Task to complete: Give the tally of lines in the listing that include "tokio". No other words belong in the answer.

Given data:
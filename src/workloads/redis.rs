// src/workloads/redis.rs

use std::sync::Arc;
use std::time::Duration;

use async_trait::async_trait;
use serde::Deserialize;

use crate::errors::Result;
use crate::executor::{Executor, HandleRef};
use crate::workloads::{Launcher, ReadinessProbe, TcpProbe, launch_service};

const NAME: &str = "Redis";

/// `[redis]` section.
#[derive(Debug, Clone, PartialEq, Eq, Deserialize)]
#[serde(default)]
pub struct RedisConfig {
    pub binary_path: String,
    /// `--port`
    pub port: u16,
    /// `--bind`; must be a real interface address for remote clients.
    pub bind_address: String,
    /// `--maxmemory`, in Redis size notation.
    pub max_memory: String,
    /// `--cluster-enabled yes`
    pub cluster_mode: bool,
    /// Redis enables protected mode by default; `false` disables it.
    pub protected_mode: bool,
    pub startup_timeout_seconds: u64,
}

impl Default for RedisConfig {
    fn default() -> Self {
        Self {
            binary_path: "redis-server".to_string(),
            port: 6379,
            bind_address: "0.0.0.0".to_string(),
            max_memory: "512mb".to_string(),
            cluster_mode: false,
            protected_mode: false,
            startup_timeout_seconds: 5,
        }
    }
}

/// Launcher for a `redis-server` instance.
#[derive(Clone)]
pub struct Redis {
    executor: Arc<dyn Executor>,
    config: RedisConfig,
    probe: Arc<dyn ReadinessProbe>,
}

impl Redis {
    pub fn new(executor: Arc<dyn Executor>, config: RedisConfig) -> Self {
        Self {
            executor,
            config,
            probe: Arc::new(TcpProbe::default()),
        }
    }

    pub fn with_probe(mut self, probe: Arc<dyn ReadinessProbe>) -> Self {
        self.probe = probe;
        self
    }

    pub fn config(&self) -> &RedisConfig {
        &self.config
    }

    /// Start command: binary, `--port`, `--bind`, `--maxmemory`, then the
    /// optional cluster and protected-mode flags.
    pub fn command(&self) -> String {
        let cfg = &self.config;
        let mut cmd = format!(
            "{} --port {} --bind {} --maxmemory {}",
            cfg.binary_path, cfg.port, cfg.bind_address, cfg.max_memory
        );

        if cfg.cluster_mode {
            cmd.push_str(" --cluster-enabled yes");
        }
        if !cfg.protected_mode {
            cmd.push_str(" --protected-mode no");
        }

        cmd
    }
}

#[async_trait]
impl Launcher for Redis {
    fn name(&self) -> &str {
        NAME
    }

    async fn launch(&self) -> Result<HandleRef> {
        launch_service(
            self.executor.as_ref(),
            self.probe.as_ref(),
            NAME,
            &self.command(),
            self.config.port,
            Duration::from_secs(self.config.startup_timeout_seconds),
        )
        .await
    }
}
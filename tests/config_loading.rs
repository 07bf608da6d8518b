// tests/config_loading.rs

use std::io::Write;
use std::path::PathBuf;
use std::time::Duration;

use swan_exec::config::{ConfigFile, RawConfigFile, load_and_validate, load_or_default};
use swan_exec::errors::ExecError;
use swan_exec_test_utils::builders::ConfigFileBuilder;

fn write_config(contents: &str) -> tempfile::NamedTempFile {
    let mut file = tempfile::NamedTempFile::new().unwrap();
    file.write_all(contents.as_bytes()).unwrap();
    file
}

#[test]
fn full_config_is_parsed() {
    let file = write_config(
        r#"
[local]
output_dir = "/var/tmp/swan"
start_check = "250ms"
stop_grace = "2s"

[isolation]
taskset = "0-3"
cgroups = ["cpu,cpuset:/swan/hp"]
pid_namespace = true

[kubernetes]
namespace = "bench"
pod_name_prefix = "hp"
launch_timeout = "1m"
cpu_limit = 2000

[redis]
port = 6380
max_memory = "1gb"
cluster_mode = true

[memcached]
threads = 8
"#,
    );

    let cfg = load_and_validate(file.path()).unwrap();

    assert_eq!(cfg.local.output_dir, PathBuf::from("/var/tmp/swan"));
    assert_eq!(cfg.local.start_check, Duration::from_millis(250));
    assert_eq!(cfg.local.stop_grace, Duration::from_secs(2));

    assert_eq!(
        cfg.isolation.decorators().unwrap().decorate("sleep 1"),
        "unshare --fork --pid --mount-proc taskset -c 0-3 cgexec -g cpu,cpuset:/swan/hp sleep 1"
    );

    assert_eq!(cfg.kubernetes.namespace, "bench");
    assert_eq!(cfg.kubernetes.pod_name_prefix, "hp");
    assert_eq!(cfg.kubernetes.launch_timeout, Duration::from_secs(60));
    assert_eq!(cfg.kubernetes.cpu_limit, 2000);

    assert_eq!(cfg.redis.port, 6380);
    assert_eq!(cfg.redis.max_memory, "1gb");
    assert!(cfg.redis.cluster_mode);
    assert_eq!(cfg.redis.bind_address, "0.0.0.0");

    assert_eq!(cfg.memcached.threads, 8);
    assert_eq!(cfg.memcached.port, 11211);
}

#[test]
fn empty_file_yields_defaults() {
    let file = write_config("");
    let cfg = load_and_validate(file.path()).unwrap();

    assert_eq!(cfg.redis.port, 6379);
    assert_eq!(cfg.memcached.port, 11211);
    assert!(cfg.isolation.decorators().unwrap().is_empty());
}

#[test]
fn missing_file_yields_defaults() {
    let dir = tempfile::tempdir().unwrap();
    let cfg = load_or_default(dir.path().join("Swan.toml")).unwrap();

    assert_eq!(cfg.kubernetes.namespace, "default");
}

#[test]
fn missing_file_is_an_error_when_named_explicitly() {
    let dir = tempfile::tempdir().unwrap();
    let err = load_and_validate(dir.path().join("nope.toml")).unwrap_err();

    assert!(matches!(err, ExecError::IoError(_)), "got {err:?}");
}

#[test]
fn malformed_toml_is_reported() {
    let file = write_config("[redis\nport = 1");
    let err = load_and_validate(file.path()).unwrap_err();

    assert!(matches!(err, ExecError::TomlError(_)), "got {err:?}");
}

#[test]
fn bad_duration_is_a_toml_error() {
    let file = write_config("[local]\nstop_grace = \"soon\"\n");
    let err = load_and_validate(file.path()).unwrap_err();

    assert!(matches!(err, ExecError::TomlError(_)), "got {err:?}");
}

#[test]
fn invalid_values_fail_validation() {
    let cases = [
        ConfigFileBuilder::new().with_taskset("3-1").raw(),
        ConfigFileBuilder::new().with_numa_nodes("x").raw(),
        ConfigFileBuilder::new().with_cgroup("cpu:relative").raw(),
        ConfigFileBuilder::new().with_redis_port(0).raw(),
        ConfigFileBuilder::new().with_memcached_threads(0).raw(),
    ];

    for raw in cases {
        let err = ConfigFile::try_from(raw.clone()).unwrap_err();
        assert!(
            matches!(err, ExecError::ConfigError(_)),
            "expected ConfigError for {raw:?}, got {err:?}"
        );
    }
}

#[test]
fn kubernetes_names_must_be_dns_labels() {
    let mut raw = RawConfigFile::default();
    raw.kubernetes.pod_name = Some("Not_A_Label".to_string());
    assert!(matches!(
        ConfigFile::try_from(raw),
        Err(ExecError::ConfigError(_))
    ));

    let mut raw = RawConfigFile::default();
    raw.kubernetes.pod_name_prefix = "p".repeat(60);
    assert!(matches!(
        ConfigFile::try_from(raw),
        Err(ExecError::ConfigError(_))
    ));

    let mut raw = RawConfigFile::default();
    raw.kubernetes.poll_interval = Duration::ZERO;
    assert!(matches!(
        ConfigFile::try_from(raw),
        Err(ExecError::ConfigError(_))
    ));
}

#[test]
fn builder_produces_valid_isolation() {
    let cfg = ConfigFileBuilder::new()
        .with_numa_nodes("0")
        .with_pid_namespace()
        .build();

    assert_eq!(cfg.isolation.decorators().unwrap().len(), 2);
}
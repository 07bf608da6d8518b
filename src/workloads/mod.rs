// src/workloads/mod.rs

//! Service workload launchers.
//!
//! A launcher renders a start command from its config, runs it through an
//! [`Executor`], and only hands the task back once the service answers its
//! readiness probe. The caller then owns the task and must eventually stop
//! it and erase its output.
//!
//! - [`probe`] contains the readiness probes (TCP connect, protocol ping).
//! - [`redis`] and [`memcached`] are the cache-server launchers.

pub mod memcached;
pub mod probe;
pub mod redis;

use std::time::Duration;

use async_trait::async_trait;
use tracing::{error, info};

use crate::errors::{ExecError, Result};
use crate::executor::{Executor, HandleRef};

pub use memcached::{Memcached, MemcachedConfig};
pub use probe::{ProtocolProbe, ReadinessProbe, TcpProbe, is_listening};
pub use redis::{Redis, RedisConfig};

/// Something that starts a workload and returns its live task.
#[async_trait]
pub trait Launcher: Send + Sync {
    fn name(&self) -> &str;

    async fn launch(&self) -> Result<HandleRef>;
}

/// Start `command` and block until `probe` reports the service reachable on
/// `<task address>:<port>`.
///
/// On readiness timeout the task is stopped and
/// [`ExecError::ReadinessTimeout`] returned; a failure to stop during that
/// cleanup is only logged.
pub async fn launch_service(
    executor: &dyn Executor,
    probe: &dyn ReadinessProbe,
    workload: &str,
    command: &str,
    port: u16,
    timeout: Duration,
) -> Result<HandleRef> {
    let task = executor.execute(command).await?;

    let address = format!("{}:{}", task.address(), port);
    info!(workload, %address, ?timeout, "waiting for service to become ready");

    if !probe.is_ready(&address, timeout).await {
        if let Err(err) = task.stop().await {
            error!(workload, error = %err, "failed to stop service instance");
        }
        return Err(ExecError::ReadinessTimeout {
            workload: workload.to_string(),
            address,
            timeout,
        });
    }

    info!(workload, %address, "service is ready");
    Ok(task)
}
// src/executor/local.rs

//! Local process executor.
//!
//! Commands run through `sh -c` (`cmd /C` on Windows) as children of this
//! process, with stdout/stderr redirected into the task's output directory.
//!
//! On Unix every child leads its own process group, and `stop` sends
//! `SIGKILL` to the whole group so that anything the command spawned dies
//! with it. Elsewhere only the direct child is killed.

use std::fs::File;
use std::io;
use std::path::PathBuf;
use std::process::{ExitStatus, Stdio};
use std::sync::Arc;
use std::time::Duration;

use async_trait::async_trait;
use serde::Deserialize;
use tokio::process::{Child, Command};
use tokio::sync::Notify;
use tracing::{debug, error, warn};

use crate::config::duration;
use crate::errors::{ExecError, Result};
use crate::executor::completion::{Completion, CompletionSignal, completion};
use crate::executor::output::{OutputFiles, OutputPaths, sync_and_close};
use crate::executor::{
    DEFAULT_START_CHECK, DEFAULT_STOP_GRACE, Executor, HandleRef, TaskHandle, TaskState,
    ensure_started,
};
use crate::isolation::Decorators;

const EXECUTOR_NAME: &str = "Local Executor";
const LOOPBACK: &str = "127.0.0.1";

/// `[local]` section: where outputs go and how long the lifecycle checks wait.
#[derive(Debug, Clone, Deserialize)]
#[serde(default)]
pub struct LocalConfig {
    /// Root under which per-task output directories are created.
    pub output_dir: PathBuf,

    #[serde(deserialize_with = "duration::deserialize")]
    pub start_check: Duration,

    #[serde(deserialize_with = "duration::deserialize")]
    pub stop_grace: Duration,
}

impl Default for LocalConfig {
    fn default() -> Self {
        Self {
            output_dir: std::env::temp_dir(),
            start_check: DEFAULT_START_CHECK,
            stop_grace: DEFAULT_STOP_GRACE,
        }
    }
}

/// Runs commands as local child processes, optionally wrapped by isolation
/// decorators.
#[derive(Debug, Clone, Default)]
pub struct LocalExecutor {
    decorators: Decorators,
    config: LocalConfig,
}

impl LocalExecutor {
    /// Local executor without any isolation.
    pub fn new() -> Self {
        Self::default()
    }

    pub fn isolated(decorators: Decorators) -> Self {
        Self {
            decorators,
            config: LocalConfig::default(),
        }
    }

    pub fn with_config(mut self, config: LocalConfig) -> Self {
        self.config = config;
        self
    }

    pub fn decorators(&self) -> &Decorators {
        &self.decorators
    }

    fn start_failure(&self, command: &str, reason: impl Into<String>) -> ExecError {
        ExecError::StartFailure {
            executor: EXECUTOR_NAME.to_string(),
            command: command.to_string(),
            reason: reason.into(),
        }
    }
}

#[async_trait]
impl Executor for LocalExecutor {
    fn name(&self) -> &str {
        EXECUTOR_NAME
    }

    async fn execute(&self, command: &str) -> Result<HandleRef> {
        let decorated = self.decorators.decorate(command);
        debug!(command = %decorated, "local executor: starting command");

        let output = OutputFiles::create(&self.config.output_dir, command, "local")
            .map_err(|e| self.start_failure(command, format!("creating output files: {e}")))?;
        debug!(
            stdout = %output.paths.stdout.display(),
            stderr = %output.paths.stderr.display(),
            "local executor: created output files"
        );

        let child = match spawn_child(&decorated, &output) {
            Ok(child) => child,
            Err(e) => {
                let _ = output.paths.erase();
                return Err(self.start_failure(command, e.to_string()));
            }
        };

        let Some(pid) = child.id() else {
            let _ = output.paths.erase();
            return Err(self.start_failure(command, "child exited before its pid was known"));
        };
        debug!(pid, "local executor: started");

        let (signal, done) = completion();
        let kill = Arc::new(Notify::new());

        let OutputFiles {
            paths,
            stdout,
            stderr,
        } = output;
        tokio::spawn(watch_child(
            child,
            [stdout, stderr],
            signal,
            Arc::clone(&kill),
            command.to_string(),
        ));

        let handle = Arc::new(LocalTaskHandle {
            command: command.to_string(),
            pid,
            output: paths,
            done,
            kill,
            stop_grace: self.config.stop_grace,
        });

        ensure_started(EXECUTOR_NAME, handle.as_ref(), self.config.start_check).await?;
        debug!(pid, "local executor: pid started successfully");

        Ok(handle)
    }
}

fn spawn_child(command: &str, output: &OutputFiles) -> io::Result<Child> {
    let mut cmd = if cfg!(windows) {
        let mut c = Command::new("cmd");
        c.arg("/C").arg(command);
        c
    } else {
        let mut c = Command::new("sh");
        c.arg("-c").arg(command);
        c
    };

    cmd.stdin(Stdio::null())
        .stdout(Stdio::from(output.stdout.try_clone()?))
        .stderr(Stdio::from(output.stderr.try_clone()?));

    #[cfg(unix)]
    cmd.process_group(0);

    cmd.spawn()
}

/// Sole owner of the child and of the completion signal.
///
/// Blocks on the child's exit, flushes its output files, then fires the
/// signal. A wait failure that is not a normal exit leaves the task in an
/// unknown state and aborts the whole process.
async fn watch_child(
    mut child: Child,
    outputs: [File; 2],
    signal: CompletionSignal,
    kill: Arc<Notify>,
    command: String,
) {
    let waited = loop {
        tokio::select! {
            status = child.wait() => break status,
            _ = kill.notified() => {
                if let Err(err) = child.start_kill() {
                    warn!(command = %command, error = %err, "failed to kill local task");
                }
            }
        }
    };

    let status = match waited {
        Ok(status) => status,
        Err(err) => {
            error!(
                command = %command,
                error = %err,
                "waiting for local task failed with a non-exit error; aborting"
            );
            std::process::abort();
        }
    };

    let [stdout, stderr] = outputs;
    sync_and_close(stdout, "stdout", &command);
    sync_and_close(stderr, "stderr", &command);

    let exit_code = exit_code_of(status);
    debug!(command = %command, exit_code, "local executor: task exited");
    signal.fire(exit_code);
}

fn exit_code_of(status: ExitStatus) -> i32 {
    #[cfg(unix)]
    {
        use std::os::unix::process::ExitStatusExt;
        if let Some(sig) = status.signal() {
            debug!(signal = sig, "local task terminated by signal");
        }
    }
    status.code().unwrap_or(-1)
}

/// Handle to a local child process.
#[derive(Debug)]
pub struct LocalTaskHandle {
    command: String,
    pid: u32,
    output: OutputPaths,
    done: Completion,
    #[cfg_attr(unix, allow(dead_code))]
    kill: Arc<Notify>,
    stop_grace: Duration,
}

impl LocalTaskHandle {
    /// Pid of the shell, which is also the process group id on Unix.
    pub fn pid(&self) -> u32 {
        self.pid
    }

    #[cfg(unix)]
    fn kill_tree(&self) -> io::Result<()> {
        let pgid = libc::pid_t::try_from(self.pid)
            .map_err(|_| io::Error::new(io::ErrorKind::InvalidInput, "pid out of range"))?;

        debug!(pgid, "sending SIGKILL to process group");
        // SAFETY: kill(2) has no memory-safety preconditions.
        let rc = unsafe { libc::kill(-pgid, libc::SIGKILL) };
        if rc != 0 {
            let err = io::Error::last_os_error();
            // Group already gone: the watcher is about to report the exit.
            if err.raw_os_error() == Some(libc::ESRCH) {
                debug!(pgid, "process group already gone");
                return Ok(());
            }
            return Err(err);
        }
        Ok(())
    }

    #[cfg(not(unix))]
    fn kill_tree(&self) -> io::Result<()> {
        self.kill.notify_one();
        Ok(())
    }
}

#[async_trait]
impl TaskHandle for LocalTaskHandle {
    async fn stop(&self) -> Result<()> {
        if self.done.is_fired() {
            return Ok(());
        }

        if let Err(err) = self.kill_tree() {
            error!(command = %self.command, error = %err, "local stop failed");
            return Err(ExecError::StopFailure {
                command: self.command.clone(),
                reason: format!("signalling process group {}: {err}", self.pid),
            });
        }

        if !self.done.wait(Some(self.stop_grace)).await? {
            error!(command = %self.command, "local stop failed: timeout");
            return Err(ExecError::StopTimeout {
                command: self.command.clone(),
                timeout: self.stop_grace,
            });
        }

        Ok(())
    }

    fn status(&self) -> TaskState {
        if self.done.is_fired() {
            TaskState::Terminated
        } else {
            TaskState::Running
        }
    }

    async fn wait(&self, timeout: Option<Duration>) -> Result<bool> {
        self.done.wait(timeout).await
    }

    fn exit_code(&self) -> Result<i32> {
        self.done.exit_code().ok_or_else(|| ExecError::NotTerminated {
            command: self.command.clone(),
        })
    }

    fn stdout_file(&self) -> Result<File> {
        self.output.open_stdout()
    }

    fn stderr_file(&self) -> Result<File> {
        self.output.open_stderr()
    }

    fn erase_output(&self) -> Result<()> {
        self.output.erase()
    }

    fn address(&self) -> String {
        LOOPBACK.to_string()
    }

    fn command(&self) -> &str {
        &self.command
    }
}

#[cfg(test)]
mod tests {
    use super::*;

    #[test]
    fn default_config_uses_documented_windows() {
        let cfg = LocalConfig::default();
        assert_eq!(cfg.start_check, Duration::from_millis(100));
        assert_eq!(cfg.stop_grace, Duration::from_secs(5));
    }

    #[tokio::test]
    async fn empty_command_is_a_start_failure() {
        let root = tempfile::tempdir().unwrap();
        let exec = LocalExecutor::new().with_config(LocalConfig {
            output_dir: root.path().to_path_buf(),
            ..LocalConfig::default()
        });

        let err = exec.execute("").await.unwrap_err();
        assert!(matches!(err, ExecError::StartFailure { .. }), "got {err:?}");
    }
}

Task solution: 5